1. The integrator loses information, not gains it. If Job #3 had ended in abstain(), the integrator would have received a job in a third terminal state with no verdict, no grade, and no reasoning to act on. As it stands, they got a complete() with an INSUFFICIENT confidence flag and a hashed rationale on-chain. That’s strictly more useful: a verdict to act on, plus honest metadata about how much weight to put on it. The binary forces the verdict + metadata pattern, which is more informative than a protocol-level “we abstained, figure it out.”

2. The protocol absorbing methodology gaps removes the pressure to close them. AHM’s INSUFFICIENT case on Job #3 forced a public reckoning: either fudge the verdict or own the gap and commit to fixing it. We chose to own it, and confidence-based routing is now the next build precisely because there was no easy out. With abstain() available, the same case becomes a one-line call with no public reasoning, no accountability, and no incentive to refine the underlying methodology. Every evaluator’s quality improves more slowly because the protocol has paved over the friction that drove them to improve.

3. “Cannot assess” is contextual, not absolute. A wallet AHM flags as INSUFFICIENT under D1/D2/D3 methodology might be perfectly assessable under a different methodology.. output-quality scoring, social-graph signals, behavioural fingerprinting. The protocol can’t and shouldn’t know which methodology applies. Baking one evaluator’s blind spots into a protocol terminal state is a layering violation; the right answer is for the market to choose evaluators whose methodology fits the case.

4. abstain() shifts the problem rather than solving it. Whether it triggers re-assignment (the next evaluator hits the same INSUFFICIENT case and abstains too.. infinite loop) or partial slash (creates economic incentive to abstain rather than commit, which is the same independence problem), the net effect is added cycles without resolution.

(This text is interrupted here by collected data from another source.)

//! The conflict network and its snapshot history.

use crate::{
    Character, CharacterProfile, Conflict, ConflictDraft, ConflictPhase, Relationship,
    RelationshipDraft,
};
use chrono::{DateTime, Utc};
use dramaturg_error::{NetworkError, NetworkErrorKind};
use serde::{Deserialize, Serialize};
use serde_json::Value;
use std::collections::BTreeMap;
use tracing::{debug, trace};

/// Width of the numeric part of entity ids.
const ID_DIGITS: usize = 6;

/// Zero-padded sequential id; lexical order matches numeric order below
/// one million entities per map.
fn sequence_id(prefix: &str, n: usize) -> String {
    format!("{prefix}_{n:0width$}", width = ID_DIGITS)
}

/// Frozen copy of the network at one point in the analysis.
#[derive(Debug, Clone, PartialEq, Serialize, Deserialize, derive_getters::Getters)]
#[serde(rename_all = "camelCase")]
pub struct Snapshot {
    /// Position in the history, from 0
    index: usize,
    /// When the copy was taken
    timestamp: DateTime<Utc>,
    /// Why the copy was taken
    description: String,
    /// Characters at that moment
    characters: BTreeMap<String, Character>,
    /// Relationships at that moment
    relationships: BTreeMap<String, Relationship>,
    /// Conflicts at that moment
    conflicts: BTreeMap<String, Conflict>,
}

/// Entity counts.
#[derive(Debug, Clone, Copy, Default, PartialEq, Eq, Serialize, Deserialize)]
#[serde(rename_all = "camelCase")]
pub struct NetworkSummary {
    /// Characters in the network
    pub characters_count: usize,
    /// Relationships in the network
    pub relationships_count: usize,
    /// Conflicts in the network
    pub conflicts_count: usize,
    /// Snapshots recorded
    pub snapshots_count: usize,
}

/// Characters, relationships and conflicts of one dramatic text.
///
/// Ids are zero-padded and assigned in insertion order, so map order equals
/// insertion order. Nothing is ever removed.
///
/// # Example
///
/// ```
/// use dramaturg_network::{ConflictDraft, ConflictNetwork, RelationshipDraft, RelationshipType};
///
/// # fn main() -> Result<(), Box<dyn std::error::Error>> {
/// let mut network = ConflictNetwork::new("Hamlet");
/// let hamlet = network.add_character("Hamlet", None);
/// let claudius = network.add_character("Claudius", None);
///
/// network.add_relationship(RelationshipDraft {
///     source: hamlet.clone(),
///     target: claudius.clone(),
///     kind: RelationshipType::Family,
///     strength: 9,
///     ..Default::default()
/// })?;
///
/// network.add_conflict(ConflictDraft {
///     name: "Revenge for a father".into(),
///     involved_characters: vec![hamlet, claudius],
///     ..Default::default()
/// })?;
///
/// let first = *network.create_snapshot("Initial state").index();
/// assert_eq!(first, 0);
/// assert_eq!(network.summary().relationships_count, 1);
/// # Ok(())
/// # }
/// ```
#[derive(Debug, Clone, PartialEq, Serialize, Deserialize, derive_getters::Getters)]
#[serde(rename_all = "camelCase")]
pub struct ConflictNetwork {
    /// Project name
    name: String,
    /// Characters by id
    characters: BTreeMap<String, Character>,
    /// Relationships by id
    relationships: BTreeMap<String, Relationship>,
    /// Conflicts by id
    conflicts: BTreeMap<String, Conflict>,
    /// Append-only snapshot history
    snapshots: Vec<Snapshot>,
    /// Creation time
    created_at: DateTime<Utc>,
}

impl Default for ConflictNetwork {
    fn default() -> Self {
        Self::new("untitled")
    }
}

impl ConflictNetwork {
    /// Empty network.
    pub fn new(name: impl Into<String>) -> Self {
        Self {
            name: name.into(),
            characters: BTreeMap::new(),
            relationships: BTreeMap::new(),
            conflicts: BTreeMap::new(),
            snapshots: Vec::new(),
            created_at: Utc::now(),
        }
    }

    /// Add a character, returning its id.
    ///
    /// A name already present (compared trimmed and case-insensitively)
    /// returns the existing id and leaves the network unchanged.
    pub fn add_character(&mut self, name: &str, profile: Option<CharacterProfile>) -> String {
        let name = name.trim();
        if let Some(existing) = self.character_by_name(name) {
            return existing.id().clone();
        }

        let id = sequence_id("char", self.characters.len() + 1);
        trace!(id = %id, name, "Adding character");
        self.characters
            .insert(id.clone(), Character::new(id.clone(), name.to_string(), profile));
        id
    }

    /// Add a relationship between two existing, distinct characters.
    ///
    /// # Errors
    ///
    /// `SelfRelationship` when source equals target, `UnknownCharacter`
    /// when either endpoint is missing.
    pub fn add_relationship(&mut self, draft: RelationshipDraft) -> Result<String, NetworkError> {
        if draft.source == draft.target {
            return Err(NetworkError::new(NetworkErrorKind::SelfRelationship(
                draft.source,
            )));
        }
        for endpoint in [&draft.source, &draft.target] {
            if !self.characters.contains_key(endpoint) {
                return Err(NetworkError::new(NetworkErrorKind::UnknownCharacter(
                    endpoint.clone(),
                )));
            }
        }

        let id = sequence_id("rel", self.relationships.len() + 1);
        trace!(id = %id, source = %draft.source, target = %draft.target, "Adding relationship");
        self.relationships
            .insert(id.clone(), Relationship::from_draft(id.clone(), draft));
        Ok(id)
    }

    /// Add a conflict among existing characters.
    ///
    /// Duplicate character ids are collapsed and unknown related
    /// relationships are dropped.
    ///
    /// # Errors
    ///
    /// `EmptyConflict` when no characters are involved, `UnknownCharacter`
    /// when any involved id is missing.
    pub fn add_conflict(&mut self, mut draft: ConflictDraft) -> Result<String, NetworkError> {
        let mut seen = Vec::with_capacity(draft.involved_characters.len());
        for id in draft.involved_characters.drain(..) {
            if !seen.contains(&id) {
                seen.push(id);
            }
        }
        draft.involved_characters = seen;

        if draft.involved_characters.is_empty() {
            return Err(NetworkError::new(NetworkErrorKind::EmptyConflict(draft.name)));
        }
        if let Some(missing) = draft
            .involved_characters
            .iter()
            .find(|id| !self.characters.contains_key(*id))
        {
            return Err(NetworkError::new(NetworkErrorKind::UnknownCharacter(
                missing.clone(),
            )));
        }

        let before = draft.related_relationships.len();
        draft
            .related_relationships
            .retain(|id| self.relationships.contains_key(id));
        if draft.related_relationships.len() < before {
            debug!(
                conflict = %draft.name,
                dropped = before - draft.related_relationships.len(),
                "Dropped unknown related relationships"
            );
        }

        let id = sequence_id("conf", self.conflicts.len() + 1);
        trace!(id = %id, name = %draft.name, "Adding conflict");
        self.conflicts
            .insert(id.clone(), Conflict::from_draft(id.clone(), draft));
        Ok(id)
    }

    /// Character with a matching name, trimmed and case-insensitive.
    pub fn character_by_name(&self, name: &str) -> Option<&Character> {
        let wanted = name.trim().to_lowercase();
        self.characters
            .values()
            .find(|c| c.name().trim().to_lowercase() == wanted)
    }

    /// Character by id.
    pub fn character(&self, id: &str) -> Option<&Character> {
        self.characters.get(id)
    }

    /// Relationships touching a character.
    pub fn relationships_for(&self, character_id: &str) -> Vec<&Relationship> {
        self.relationships
            .values()
            .filter(|r| r.involves(character_id))
            .collect()
    }

    /// Conflicts a character takes part in.
    pub fn conflicts_for(&self, character_id: &str) -> Vec<&Conflict> {
        self.conflicts
            .values()
            .filter(|c| c.involves(character_id))
            .collect()
    }

    /// Number of relationships plus conflicts touching a character.
    pub fn involvement(&self, character_id: &str) -> usize {
        self.relationships_for(character_id).len() + self.conflicts_for(character_id).len()
    }

    /// Move a conflict to a new phase.
    ///
    /// # Errors
    ///
    /// `UnknownConflict` when the id is missing.
    pub fn update_conflict_phase(
        &mut self,
        conflict_id: &str,
        phase: ConflictPhase,
    ) -> Result<ConflictPhase, NetworkError> {
        let conflict = self.conflicts.get_mut(conflict_id).ok_or_else(|| {
            NetworkError::new(NetworkErrorKind::UnknownConflict(conflict_id.to_string()))
        })?;
        let previous = *conflict.phase();
        conflict.set_phase(phase);
        debug!(conflict = conflict_id, from = %previous, to = %phase, "Conflict phase updated");
        Ok(previous)
    }

    /// Attach an annotation to a character.
    ///
    /// # Errors
    ///
    /// `UnknownCharacter` when the id is missing.
    pub fn enrich_character_metadata(
        &mut self,
        character_id: &str,
        key: impl Into<String>,
        value: Value,
    ) -> Result<(), NetworkError> {
        let character = self.characters.get_mut(character_id).ok_or_else(|| {
            NetworkError::new(NetworkErrorKind::UnknownCharacter(character_id.to_string()))
        })?;
        character.metadata_mut().insert(key.into(), value);
        Ok(())
    }

    /// Record a deep copy of the current state.
    pub fn create_snapshot(&mut self, description: impl Into<String>) -> &Snapshot {
        let snapshot = Snapshot {
            index: self.snapshots.len(),
            timestamp: Utc::now(),
            description: description.into(),
            characters: self.characters.clone(),
            relationships: self.relationships.clone(),
            conflicts: self.conflicts.clone(),
        };
        debug!(
            index = snapshot.index,
            description = %snapshot.description,
            "Network snapshot recorded"
        );
        self.snapshots.push(snapshot);
        &self.snapshots[self.snapshots.len() - 1]
    }

    /// Most recent snapshot.
    pub fn latest_snapshot(&self) -> Option<&Snapshot> {
        self.snapshots.last()
    }

    /// Entity counts.
    pub fn summary(&self) -> NetworkSummary {
        NetworkSummary {
            characters_count: self.characters.len(),
            relationships_count: self.relationships.len(),
            conflicts_count: self.conflicts.len(),
            snapshots_count: self.snapshots.len(),
        }
    }

    /// True when the network holds no characters.
    pub fn is_empty(&self) -> bool {
        self.characters.is_empty()
    }
}
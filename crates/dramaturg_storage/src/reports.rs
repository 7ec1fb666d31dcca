//! Report writer.

use chrono::Utc;
use dramaturg_error::{DramaturgResult, StorageError, StorageErrorKind};
use serde::Serialize;
use std::path::{Path, PathBuf};

/// File name of the final report.
pub const FINAL_REPORT_FILE: &str = "final_report.txt";
/// File name of the JSON run result.
pub const RESULT_FILE: &str = "pipeline_result.json";
/// File name of the artifact index.
pub const INDEX_FILE: &str = "index.txt";

const RULE: &str = "============================================================";

/// Writes analysis artifacts into one directory.
///
/// Layout:
///
/// ```text
/// analysis_output/
/// ├── station1_report.txt
/// ├── ...
/// ├── station6_report.txt
/// ├── final_report.txt
/// ├── pipeline_result.json
/// └── index.txt
/// ```
///
/// Every write goes to a temporary sibling first and is renamed into place.
#[derive(Debug, Clone)]
pub struct ReportStore {
    base_path: PathBuf,
}

impl ReportStore {
    /// Create a store, creating the directory if needed.
    ///
    /// # Errors
    ///
    /// Returns error if the directory cannot be created.
    #[tracing::instrument(skip(base_path))]
    pub fn new(base_path: impl Into<PathBuf>) -> DramaturgResult<Self> {
        let base_path = base_path.into();

        std::fs::create_dir_all(&base_path).map_err(|e| {
            StorageError::new(StorageErrorKind::DirectoryCreation(format!(
                "{}: {}",
                base_path.display(),
                e
            )))
        })?;

        tracing::debug!(path = %base_path.display(), "Report store ready");
        Ok(Self { base_path })
    }

    /// Output directory.
    pub fn base_path(&self) -> &Path {
        &self.base_path
    }

    /// File name of a station report.
    pub fn station_file_name(station: u8) -> String {
        format!("station{}_report.txt", station)
    }

    /// Write a text file, replacing any previous version.
    ///
    /// # Errors
    ///
    /// Returns error if the file cannot be written or moved into place.
    #[tracing::instrument(skip(self, contents), fields(size = contents.len()))]
    pub async fn write_text(&self, file_name: &str, contents: &str) -> DramaturgResult<PathBuf> {
        let path = self.base_path.join(file_name);
        let temp_path = self.base_path.join(format!(".{}.tmp", file_name));

        tokio::fs::write(&temp_path, contents).await.map_err(|e| {
            StorageError::new(StorageErrorKind::FileWrite(format!(
                "{}: {}",
                temp_path.display(),
                e
            )))
        })?;

        tokio::fs::rename(&temp_path, &path).await.map_err(|e| {
            StorageError::new(StorageErrorKind::FileWrite(format!(
                "Failed to move {} into place: {}",
                path.display(),
                e
            )))
        })?;

        tracing::debug!(path = %path.display(), "Artifact written");
        Ok(path)
    }

    /// Write `stationN_report.txt` with a title header.
    ///
    /// # Errors
    ///
    /// Returns error if the file cannot be written.
    pub async fn write_station_report(
        &self,
        station: u8,
        title: &str,
        body: &str,
    ) -> DramaturgResult<PathBuf> {
        let contents = format!(
            "Station {}: {}\nGenerated: {}\n{}\n\n{}\n",
            station,
            title,
            Utc::now().to_rfc3339(),
            RULE,
            body.trim_end()
        );
        self.write_text(&Self::station_file_name(station), &contents)
            .await
    }

    /// Write `final_report.txt`.
    ///
    /// # Errors
    ///
    /// Returns error if the file cannot be written.
    pub async fn write_final_report(&self, report: &str) -> DramaturgResult<PathBuf> {
        self.write_text(FINAL_REPORT_FILE, report).await
    }

    /// Write a value as pretty JSON.
    ///
    /// # Errors
    ///
    /// Returns error if serialization or the write fails.
    pub async fn write_json<T: Serialize + ?Sized>(
        &self,
        file_name: &str,
        value: &T,
    ) -> DramaturgResult<PathBuf> {
        let json = serde_json::to_string_pretty(value).map_err(|e| {
            StorageError::new(StorageErrorKind::Serialization(e.to_string()))
        })?;
        self.write_text(file_name, &json).await
    }

    /// Write `index.txt` listing the given artifacts.
    ///
    /// # Errors
    ///
    /// Returns error if the file cannot be written.
    pub async fn write_index(&self, project: &str, artifacts: &[PathBuf]) -> DramaturgResult<PathBuf> {
        let mut contents = format!(
            "Project: {}\nGenerated: {}\n{}\n\n",
            project,
            Utc::now().to_rfc3339(),
            RULE
        );
        for artifact in artifacts {
            let name = artifact
                .file_name()
                .map(|n| n.to_string_lossy().into_owned())
                .unwrap_or_else(|| artifact.display().to_string());
            contents.push_str(&name);
            contents.push('\n');
        }
        self.write_text(INDEX_FILE, &contents).await
    }
}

5. The middleware layer handles this more cleanly. Confidence-based routing is the next refinement of PR #112’s configurable policy infrastructure. INSUFFICIENT verdicts get routed to escrow rather than reject; integrators can configure their own confidence thresholds; methodologically sophisticated evaluators differentiate from less sophisticated ones in a way that’s visible and competitive. None of that requires protocol changes.

The legitimate concern in your post.. evaluators having no honest way to signal “I cannot assess” without forcing a verdict or eating an expiry slash, is real, but I’d argue it’s an evaluator-economics problem rather than a protocol-primitives problem. Softer market mechanisms (off-chain “no verdict” signals in evaluator profiles, integrator-side reputation tracking) can address it without giving evaluators a protocol-level off-ramp from doing hard work.

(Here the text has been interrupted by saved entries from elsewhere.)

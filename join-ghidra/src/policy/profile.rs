//! Frozen policy knobs for the address join (C10).

use serde::{Deserialize, Serialize};

use align_common::hash::sha256_bytes;
use align_common::json::to_json_string;

/// Compiler-emitted bookkeeping functions excluded from DWARF-side
/// eligibility, per `spec.md` §4.10.
pub const DEFAULT_AUX_NAMES: &[&str] = &["_start", "frame_dummy", "register_tm_clones", "deregister_tm_clones", "__libc_csu_init", "__libc_csu_fini"];

#[derive(Debug, Clone, Serialize, Deserialize, PartialEq)]
pub struct JoinGhidraProfile {
    pub aux_names: Vec<String>,
}

impl JoinGhidraProfile {
    pub fn v0() -> Self {
        JoinGhidraProfile {
            aux_names: DEFAULT_AUX_NAMES.iter().map(|s| s.to_string()).collect(),
        }
    }

    pub fn profile_id(&self) -> String {
        let rendered = to_json_string(self).expect("JoinGhidraProfile always serializes");
        sha256_bytes(rendered.as_bytes())
    }

    pub fn is_aux_name(&self, name: &str) -> bool {
        self.aux_names.iter().any(|n| n == name)
    }
}

impl Default for JoinGhidraProfile {
    fn default() -> Self {
        Self::v0()
    }
}

#[cfg(test)]
mod tests {
    use super::*;

    #[test]
    fn profile_id_is_stable() {
        assert_eq!(JoinGhidraProfile::v0().profile_id(), JoinGhidraProfile::v0().profile_id());
    }

    #[test]
    fn recognizes_default_aux_names() {
        assert!(JoinGhidraProfile::v0().is_aux_name("_start"));
        assert!(!JoinGhidraProfile::v0().is_aux_name("add"));
    }
}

So my answer to your direct question: complete() was the right call on Job #3 and the fix belongs in evaluator middleware. The protocol stays clean, the methodology gap gets owned publicly, and the market does the differentiation work the protocol shouldn’t.

1 Like

@Bakugo32 - Treasury proposal reads well. Three observations.

Charging on reject() is the right call. Tying the fee to complete() only would create exactly the financial incentive toward complete that erodes verdict independence.. and INSUFFICIENT cases like Job #3 would feel that pull most strongly. Charging on both terminal states keeps the evaluator economics aligned with honest assessment regardless of outcome. The framing of fees as “cost of accessing the protocol’s evaluation infrastructure, not a success fee” is the right mental model.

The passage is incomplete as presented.